All records are to be restated exactly, each line as it reads.

Records from a data collection
········

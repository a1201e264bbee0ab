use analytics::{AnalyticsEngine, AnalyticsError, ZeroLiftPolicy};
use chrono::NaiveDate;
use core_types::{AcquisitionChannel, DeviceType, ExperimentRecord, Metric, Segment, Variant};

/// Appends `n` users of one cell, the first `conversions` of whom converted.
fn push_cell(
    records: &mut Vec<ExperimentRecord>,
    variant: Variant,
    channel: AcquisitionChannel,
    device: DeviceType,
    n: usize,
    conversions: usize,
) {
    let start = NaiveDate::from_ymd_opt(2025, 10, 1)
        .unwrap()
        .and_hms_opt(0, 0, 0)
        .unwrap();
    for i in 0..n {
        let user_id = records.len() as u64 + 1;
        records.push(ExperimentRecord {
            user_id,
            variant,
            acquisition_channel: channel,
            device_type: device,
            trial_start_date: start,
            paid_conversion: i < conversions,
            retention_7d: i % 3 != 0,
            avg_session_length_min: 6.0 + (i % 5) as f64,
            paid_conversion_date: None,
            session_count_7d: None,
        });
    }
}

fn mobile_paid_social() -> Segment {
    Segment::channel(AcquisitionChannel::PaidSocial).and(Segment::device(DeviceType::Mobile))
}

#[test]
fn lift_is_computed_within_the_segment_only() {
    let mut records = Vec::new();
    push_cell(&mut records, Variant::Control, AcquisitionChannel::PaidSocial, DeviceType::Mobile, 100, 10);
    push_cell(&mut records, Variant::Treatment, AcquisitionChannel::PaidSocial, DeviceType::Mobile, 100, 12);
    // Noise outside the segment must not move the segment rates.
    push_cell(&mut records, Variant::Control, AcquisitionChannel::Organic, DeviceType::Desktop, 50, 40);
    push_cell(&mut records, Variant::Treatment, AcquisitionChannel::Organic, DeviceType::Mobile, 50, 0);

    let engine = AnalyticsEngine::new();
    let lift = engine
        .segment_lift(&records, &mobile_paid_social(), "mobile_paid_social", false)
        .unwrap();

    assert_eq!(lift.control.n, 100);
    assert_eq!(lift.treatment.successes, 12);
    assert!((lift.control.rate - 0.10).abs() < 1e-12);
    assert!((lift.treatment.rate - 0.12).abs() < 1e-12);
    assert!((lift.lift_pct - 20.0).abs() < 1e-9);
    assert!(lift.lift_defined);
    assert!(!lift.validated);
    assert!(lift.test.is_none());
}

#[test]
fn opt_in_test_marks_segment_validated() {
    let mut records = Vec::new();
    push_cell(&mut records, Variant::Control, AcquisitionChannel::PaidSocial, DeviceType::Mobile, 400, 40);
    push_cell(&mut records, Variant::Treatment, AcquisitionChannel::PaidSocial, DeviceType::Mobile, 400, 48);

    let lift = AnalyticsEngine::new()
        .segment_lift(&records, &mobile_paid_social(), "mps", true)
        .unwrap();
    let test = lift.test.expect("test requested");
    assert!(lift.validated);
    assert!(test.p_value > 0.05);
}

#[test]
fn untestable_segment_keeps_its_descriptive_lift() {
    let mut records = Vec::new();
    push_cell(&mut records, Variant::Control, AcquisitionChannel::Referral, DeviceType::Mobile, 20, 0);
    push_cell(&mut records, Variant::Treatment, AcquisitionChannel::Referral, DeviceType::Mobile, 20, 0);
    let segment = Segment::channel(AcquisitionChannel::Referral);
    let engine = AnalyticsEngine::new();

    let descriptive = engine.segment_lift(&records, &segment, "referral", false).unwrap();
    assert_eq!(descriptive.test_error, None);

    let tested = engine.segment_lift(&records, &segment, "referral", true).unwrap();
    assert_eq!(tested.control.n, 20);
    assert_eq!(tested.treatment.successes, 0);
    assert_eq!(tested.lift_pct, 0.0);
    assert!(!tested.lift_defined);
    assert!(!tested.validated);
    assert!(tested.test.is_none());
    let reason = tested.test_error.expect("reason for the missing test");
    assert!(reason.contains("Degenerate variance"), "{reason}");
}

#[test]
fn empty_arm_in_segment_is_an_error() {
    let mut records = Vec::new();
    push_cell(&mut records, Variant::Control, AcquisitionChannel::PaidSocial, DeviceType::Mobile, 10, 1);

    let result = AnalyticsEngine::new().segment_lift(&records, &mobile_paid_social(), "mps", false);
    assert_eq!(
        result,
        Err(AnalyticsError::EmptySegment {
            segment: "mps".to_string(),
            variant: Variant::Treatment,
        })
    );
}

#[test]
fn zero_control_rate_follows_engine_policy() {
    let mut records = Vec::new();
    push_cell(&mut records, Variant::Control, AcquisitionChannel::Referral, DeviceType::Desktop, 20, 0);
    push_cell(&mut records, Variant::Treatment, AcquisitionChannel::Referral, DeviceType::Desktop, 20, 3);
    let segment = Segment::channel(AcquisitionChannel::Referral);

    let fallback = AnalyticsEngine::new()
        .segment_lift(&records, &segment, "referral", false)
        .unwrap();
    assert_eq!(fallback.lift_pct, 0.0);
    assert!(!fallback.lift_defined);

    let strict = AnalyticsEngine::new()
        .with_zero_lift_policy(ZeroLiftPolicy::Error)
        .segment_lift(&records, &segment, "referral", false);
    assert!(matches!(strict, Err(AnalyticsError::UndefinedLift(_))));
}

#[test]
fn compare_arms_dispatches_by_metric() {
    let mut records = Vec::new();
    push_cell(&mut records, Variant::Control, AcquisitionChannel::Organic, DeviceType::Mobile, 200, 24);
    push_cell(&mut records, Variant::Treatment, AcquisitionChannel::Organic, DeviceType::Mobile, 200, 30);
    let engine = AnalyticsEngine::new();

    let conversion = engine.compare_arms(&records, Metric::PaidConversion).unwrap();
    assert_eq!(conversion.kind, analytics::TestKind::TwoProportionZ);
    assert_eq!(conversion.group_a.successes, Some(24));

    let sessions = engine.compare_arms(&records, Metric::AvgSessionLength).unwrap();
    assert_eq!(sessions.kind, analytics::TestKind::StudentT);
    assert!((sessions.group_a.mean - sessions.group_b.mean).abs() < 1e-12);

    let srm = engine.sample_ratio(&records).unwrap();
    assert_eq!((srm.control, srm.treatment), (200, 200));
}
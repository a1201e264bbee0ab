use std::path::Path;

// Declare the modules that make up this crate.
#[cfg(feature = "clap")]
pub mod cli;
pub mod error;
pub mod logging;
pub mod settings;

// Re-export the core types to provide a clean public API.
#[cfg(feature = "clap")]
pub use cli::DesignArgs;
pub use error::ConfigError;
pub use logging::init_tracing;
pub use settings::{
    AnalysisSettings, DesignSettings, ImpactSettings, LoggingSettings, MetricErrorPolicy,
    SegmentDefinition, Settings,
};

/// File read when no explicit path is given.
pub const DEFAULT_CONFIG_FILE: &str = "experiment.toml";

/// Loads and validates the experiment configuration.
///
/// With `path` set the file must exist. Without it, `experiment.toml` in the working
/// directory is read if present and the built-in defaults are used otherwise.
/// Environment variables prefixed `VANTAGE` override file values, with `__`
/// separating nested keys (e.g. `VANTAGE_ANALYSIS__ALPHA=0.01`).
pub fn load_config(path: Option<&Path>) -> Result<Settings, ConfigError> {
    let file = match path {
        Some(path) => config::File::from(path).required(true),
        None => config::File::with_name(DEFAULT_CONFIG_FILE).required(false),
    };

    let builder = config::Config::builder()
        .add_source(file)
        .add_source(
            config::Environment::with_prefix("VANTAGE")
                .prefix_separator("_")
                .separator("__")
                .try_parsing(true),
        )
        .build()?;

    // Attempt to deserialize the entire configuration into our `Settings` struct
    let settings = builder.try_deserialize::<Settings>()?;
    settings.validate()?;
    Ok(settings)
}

········

FINAL ANSWER ->
repository a1201e264bbee0ab
use analytics::{AnalyticsEngine, AnalyticsError, ZeroLiftPolicy};
use chrono::NaiveDate;
use core_types::{AcquisitionChannel, DeviceType, ExperimentRecord, Metric, Segment, Variant};

/// Appends `n` users of one cell, the first `conversions` of whom converted.
fn push_cell(
    records: &mut Vec<ExperimentRecord>,
    variant: Variant,
    channel: AcquisitionChannel,
    device: DeviceType,
    n: usize,
    conversions: usize,
) {
    let start = NaiveDate::from_ymd_opt(2025, 10, 1)
        .unwrap()
        .and_hms_opt(0, 0, 0)
        .unwrap();
    for i in 0..n {
        let user_id = records.len() as u64 + 1;
        records.push(ExperimentRecord {
            user_id,
            variant,
            acquisition_channel: channel,
            device_type: device,
            trial_start_date: start,
            paid_conversion: i < conversions,
            retention_7d: i % 3 != 0,
            avg_session_length_min: 6.0 + (i % 5) as f64,
            paid_conversion_date: None,
            session_count_7d: None,
        });
    }
}

fn mobile_paid_social() -> Segment {
    Segment::channel(AcquisitionChannel::PaidSocial).and(Segment::device(DeviceType::Mobile))
}

#[test]
fn lift_is_computed_within_the_segment_only() {
    let mut records = Vec::new();
    push_cell(&mut records, Variant::Control, AcquisitionChannel::PaidSocial, DeviceType::Mobile, 100, 10);
    push_cell(&mut records, Variant::Treatment, AcquisitionChannel::PaidSocial, DeviceType::Mobile, 100, 12);
    // Noise outside the segment must not move the segment rates.
    push_cell(&mut records, Variant::Control, AcquisitionChannel::Organic, DeviceType::Desktop, 50, 40);
    push_cell(&mut records, Variant::Treatment, AcquisitionChannel::Organic, DeviceType::Mobile, 50, 0);

    let engine = AnalyticsEngine::new();
    let lift = engine
        .segment_lift(&records, &mobile_paid_social(), "mobile_paid_social", false)
        .unwrap();

    assert_eq!(lift.control.n, 100);
    assert_eq!(lift.treatment.successes, 12);
    assert!((lift.control.rate - 0.10).abs() < 1e-12);
    assert!((lift.treatment.rate - 0.12).abs() < 1e-12);
    assert!((lift.lift_pct - 20.0).abs() < 1e-9);
    assert!(lift.lift_defined);
    assert!(!lift.validated);
    assert!(lift.test.is_none());
}

#[test]
fn opt_in_test_marks_segment_validated() {
    let mut records = Vec::new();
    push_cell(&mut records, Variant::Control, AcquisitionChannel::PaidSocial, DeviceType::Mobile, 400, 40);
    push_cell(&mut records, Variant::Treatment, AcquisitionChannel::PaidSocial, DeviceType::Mobile, 400, 48);

    let lift = AnalyticsEngine::new()
        .segment_lift(&records, &mobile_paid_social(), "mps", true)
        .unwrap();
    let test = lift.test.expect("test requested");
    assert!(lift.validated);
    assert!(test.p_value > 0.05);
}

#[test]
fn untestable_segment_keeps_its_descriptive_lift() {
    let mut records = Vec::new();
    push_cell(&mut records, Variant::Control, AcquisitionChannel::Referral, DeviceType::Mobile, 20, 0);
    push_cell(&mut records, Variant::Treatment, AcquisitionChannel::Referral, DeviceType::Mobile, 20, 0);
    let segment = Segment::channel(AcquisitionChannel::Referral);
    let engine = AnalyticsEngine::new();

    let descriptive = engine.segment_lift(&records, &segment, "referral", false).unwrap();
    assert_eq!(descriptive.test_error, None);

    let tested = engine.segment_lift(&records, &segment, "referral", true).unwrap();
    assert_eq!(tested.control.n, 20);
    assert_eq!(tested.treatment.successes, 0);
    assert_eq!(tested.lift_pct, 0.0);
    assert!(!tested.lift_defined);
    assert!(!tested.validated);
    assert!(tested.test.is_none());
    let reason = tested.test_error.expect("reason for the missing test");
    assert!(reason.contains("Degenerate variance"), "{reason}");
}

#[test]
fn empty_arm_in_segment_is_an_error() {
    let mut records = Vec::new();
    push_cell(&mut records, Variant::Control, AcquisitionChannel::PaidSocial, DeviceType::Mobile, 10, 1);

    let result = AnalyticsEngine::new().segment_lift(&records, &mobile_paid_social(), "mps", false);
    assert_eq!(
        result,
        Err(AnalyticsError::EmptySegment {
            segment: "mps".to_string(),
            variant: Variant::Treatment,
        })
    );
}

#[test]
fn zero_control_rate_follows_engine_policy() {
    let mut records = Vec::new();
    push_cell(&mut records, Variant::Control, AcquisitionChannel::Referral, DeviceType::Desktop, 20, 0);
    push_cell(&mut records, Variant::Treatment, AcquisitionChannel::Referral, DeviceType::Desktop, 20, 3);
    let segment = Segment::channel(AcquisitionChannel::Referral);

    let fallback = AnalyticsEngine::new()
        .segment_lift(&records, &segment, "referral", false)
        .unwrap();
    assert_eq!(fallback.lift_pct, 0.0);
    assert!(!fallback.lift_defined);

    let strict = AnalyticsEngine::new()
        .with_zero_lift_policy(ZeroLiftPolicy::Error)
        .segment_lift(&records, &segment, "referral", false);
    assert!(matches!(strict, Err(AnalyticsError::UndefinedLift(_))));
}

#[test]
fn compare_arms_dispatches_by_metric() {
    let mut records = Vec::new();
    push_cell(&mut records, Variant::Control, AcquisitionChannel::Organic, DeviceType::Mobile, 200, 24);
    push_cell(&mut records, Variant::Treatment, AcquisitionChannel::Organic, DeviceType::Mobile, 200, 30);
    let engine = AnalyticsEngine::new();

    let conversion = engine.compare_arms(&records, Metric::PaidConversion).unwrap();
    assert_eq!(conversion.kind, analytics::TestKind::TwoProportionZ);
    assert_eq!(conversion.group_a.successes, Some(24));

    let sessions = engine.compare_arms(&records, Metric::AvgSessionLength).unwrap();
    assert_eq!(sessions.kind, analytics::TestKind::StudentT);
    assert!((sessions.group_a.mean - sessions.group_b.mean).abs() < 1e-12);

    let srm = engine.sample_ratio(&records).unwrap();
    assert_eq!((srm.control, srm.treatment), (200, 200));
}
repository a1201e264bbee0ab
use std::path::Path;

// Declare the modules that make up this crate.
#[cfg(feature = "clap")]
pub mod cli;
pub mod error;
pub mod logging;
pub mod settings;

// Re-export the core types to provide a clean public API.
#[cfg(feature = "clap")]
pub use cli::DesignArgs;
pub use error::ConfigError;
pub use logging::init_tracing;
pub use settings::{
    AnalysisSettings, DesignSettings, ImpactSettings, LoggingSettings, MetricErrorPolicy,
    SegmentDefinition, Settings,
};

/// File read when no explicit path is given.
pub const DEFAULT_CONFIG_FILE: &str = "experiment.toml";

/// Loads and validates the experiment configuration.
///
/// With `path` set the file must exist. Without it, `experiment.toml` in the working
/// directory is read if present and the built-in defaults are used otherwise.
/// Environment variables prefixed `VANTAGE` override file values, with `__`
/// separating nested keys (e.g. `VANTAGE_ANALYSIS__ALPHA=0.01`).
pub fn load_config(path: Option<&Path>) -> Result<Settings, ConfigError> {
    let file = match path {
        Some(path) => config::File::from(path).required(true),
        None => config::File::with_name(DEFAULT_CONFIG_FILE).required(false),
    };

    let builder = config::Config::builder()
        .add_source(file)
        .add_source(
            config::Environment::with_prefix("VANTAGE")
                .prefix_separator("_")
                .separator("__")
                .try_parsing(true),
        )
        .build()?;

    // Attempt to deserialize the entire configuration into our `Settings` struct
    let settings = builder.try_deserialize::<Settings>()?;
    settings.validate()?;
    Ok(settings)
}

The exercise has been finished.